→ TASK REQUIREMENTS
Each line from the beginning of the data below through the line containing "fields; values no" should be repeated exactly, please.

====

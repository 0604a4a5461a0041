use std::backtrace::{Backtrace, BacktraceStatus};
use std::error::Error;
use std::fmt;
use std::panic::Location;

use chrono::{DateTime, FixedOffset, Utc};

/// A single contextual value attached to a log call.
///
/// Mappers decide how each variant becomes envelope fields; values no
/// mapper claims are stringified with their [`Display`](fmt::Display) form.
#[derive(Debug, Clone, PartialEq)]
pub enum ContextValue {
    Null,
    Bool(bool),
    Int(i64),
    UInt(u64),
    Float(f64),
    String(String),
    DateTime(DateTime<FixedOffset>),
    Exception(ExceptionRecord),
    Json(serde_json::Value),
}

impl fmt::Display for ContextValue {
    fn fmt(&self, f: &mut fmt::Formatter<'_>) -> fmt::Result {
        match self {
            ContextValue::Null => Ok(()),
            ContextValue::Bool(v) => write!(f, "{v}"),
            ContextValue::Int(v) => write!(f, "{v}"),
            ContextValue::UInt(v) => write!(f, "{v}"),
            ContextValue::Float(v) => write!(f, "{v}"),
            ContextValue::String(v) => f.write_str(v),
            ContextValue::DateTime(v) => f.write_str(&v.to_rfc3339()),
            ContextValue::Exception(v) => write!(f, "{v}"),
            ContextValue::Json(v) => write!(f, "{v}"),
        }
    }
}

impl From<bool> for ContextValue {
    fn from(v: bool) -> Self {
        ContextValue::Bool(v)
    }
}

impl From<i32> for ContextValue {
    fn from(v: i32) -> Self {
        ContextValue::Int(v.into())
    }
}

impl From<i64> for ContextValue {
    fn from(v: i64) -> Self {
        ContextValue::Int(v)
    }
}

impl From<u32> for ContextValue {
    fn from(v: u32) -> Self {
        ContextValue::UInt(v.into())
    }
}

impl From<u64> for ContextValue {
    fn from(v: u64) -> Self {
        ContextValue::UInt(v)
    }
}

impl From<f64> for ContextValue {
    fn from(v: f64) -> Self {
        ContextValue::Float(v)
    }
}

impl From<&str> for ContextValue {
    fn from(v: &str) -> Self {
        ContextValue::String(v.to_string())
    }
}

impl From<String> for ContextValue {
    fn from(v: String) -> Self {
        ContextValue::String(v)
    }
}

impl From<DateTime<FixedOffset>> for ContextValue {
    fn from(v: DateTime<FixedOffset>) -> Self {
        ContextValue::DateTime(v)
    }
}

impl From<DateTime<Utc>> for ContextValue {
    fn from(v: DateTime<Utc>) -> Self {
        ContextValue::DateTime(v.fixed_offset())
    }
}

impl From<ExceptionRecord> for ContextValue {
    fn from(v: ExceptionRecord) -> Self {
        ContextValue::Exception(v)
    }
}

impl From<serde_json::Value> for ContextValue {
    fn from(v: serde_json::Value) -> Self {
        ContextValue::Json(v)
    }
}

impl<T: Into<ContextValue>> From<Option<T>> for ContextValue {
    fn from(v: Option<T>) -> Self {
        v.map_or(ContextValue::Null, Into::into)
    }
}

/// Snapshot of an error that can be attached to a log call.
///
/// Rust errors carry no class, code or stack of their own, so the record
/// captures what is available at the point the error is logged.
#[derive(Debug, Clone, PartialEq, Eq)]
pub struct ExceptionRecord {
    pub class: String,
    pub message: String,
    pub code: i64,
    pub file: Option<String>,
    pub line: Option<u32>,
    pub stack_trace: String,
}

impl ExceptionRecord {
    pub fn new(class: impl Into<String>, message: impl Into<String>) -> Self {
        ExceptionRecord {
            class: class.into(),
            message: message.into(),
            code: 0,
            file: None,
            line: None,
            stack_trace: String::new(),
        }
    }

    /// Capture a concrete error value.
    ///
    /// The class is the error's type name, the location is the caller of
    /// this function, and the stack trace lists the `source()` chain
    /// followed by a backtrace when `RUST_BACKTRACE` enables one.
    #[track_caller]
    pub fn capture<E: Error + 'static>(error: &E) -> Self {
        Self::capture_with_class(std::any::type_name::<E>(), error)
    }

    /// Capture an error known only as a trait object.
    #[track_caller]
    pub fn capture_dyn(error: &(dyn Error + 'static)) -> Self {
        Self::capture_with_class("dyn std::error::Error", error)
    }

    #[track_caller]
    fn capture_with_class(class: &str, error: &(dyn Error + 'static)) -> Self {
        let location = Location::caller();

        let mut trace = Vec::new();
        let mut source = error.source();
        while let Some(cause) = source {
            trace.push(format!("#{} caused by: {}", trace.len(), cause));
            source = cause.source();
        }

        let backtrace = Backtrace::capture();
        if backtrace.status() == BacktraceStatus::Captured {
            trace.push(backtrace.to_string());
        }

        ExceptionRecord {
            class: class.to_string(),
            message: error.to_string(),
            code: 0,
            file: Some(location.file().to_string()),
            line: Some(location.line()),
            stack_trace: trace.join("\n"),
        }
    }

    pub fn with_code(mut self, code: i64) -> Self {
        self.code = code;
        self
    }

    pub fn with_location(mut self, file: impl Into<String>, line: u32) -> Self {
        self.file = Some(file.into());
        self.line = Some(line);
        self
    }

    pub fn with_stack_trace(mut self, stack_trace: impl Into<String>) -> Self {
        self.stack_trace = stack_trace.into();
        self
    }
}

impl fmt::Display for ExceptionRecord {
    fn fmt(&self, f: &mut fmt::Formatter<'_>) -> fmt::Result {
        write!(f, "{}: {}", self.class, self.message)?;
        if let (Some(file), Some(line)) = (&self.file, self.line) {
            write!(f, " in {file}:{line}")?;
        }
        if !self.stack_trace.is_empty() {
            write!(f, "\nStack trace:\n{}", self.stack_trace)?;
        }
        Ok(())
    }
}

/// Contextual key/value pairs of one log call, in insertion order.
///
/// Inserting a key that is already present replaces its value in place,
/// keeping the original position.
#[derive(Debug, Clone, Default, PartialEq)]
pub struct Context {
    entries: Vec<(String, ContextValue)>,
}

impl Context {
    pub fn new() -> Self {
        Self::default()
    }

    pub fn insert(&mut self, key: impl Into<String>, value: impl Into<ContextValue>) {
        let key = key.into();
        let value = value.into();
        match self.entries.iter_mut().find(|(k, _)| *k == key) {
            Some(entry) => entry.1 = value,
            None => self.entries.push((key, value)),
        }
    }

    /// Builder-style [`Context::insert`].
    pub fn with(mut self, key: impl Into<String>, value: impl Into<ContextValue>) -> Self {
        self.insert(key, value);
        self
    }

    pub fn get(&self, key: &str) -> Option<&ContextValue> {
        self.entries.iter().find(|(k, _)| k == key).map(|(_, v)| v)
    }

    pub fn iter(&self) -> impl Iterator<Item = (&str, &ContextValue)> {
        self.entries.iter().map(|(k, v)| (k.as_str(), v))
    }

    pub fn len(&self) -> usize {
        self.entries.len()
    }

    pub fn is_empty(&self) -> bool {
        self.entries.is_empty()
    }
}

impl<K, V> FromIterator<(K, V)> for Context
where
    K: Into<String>,
    V: Into<ContextValue>,
{
    fn from_iter<I: IntoIterator<Item = (K, V)>>(iter: I) -> Self {
        let mut context = Context::new();
        for (key, value) in iter {
            context.insert(key, value);
        }
        context
    }
}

====

→ EXERCISE ANSWER
repository 0604a4a5461a0041
use std::backtrace::{Backtrace, BacktraceStatus};
use std::error::Error;
use std::fmt;
use std::panic::Location;

use chrono::{DateTime, FixedOffset, Utc};

/// A single contextual value attached to a log call.
///
/// Mappers decide how each variant becomes envelope fields; values no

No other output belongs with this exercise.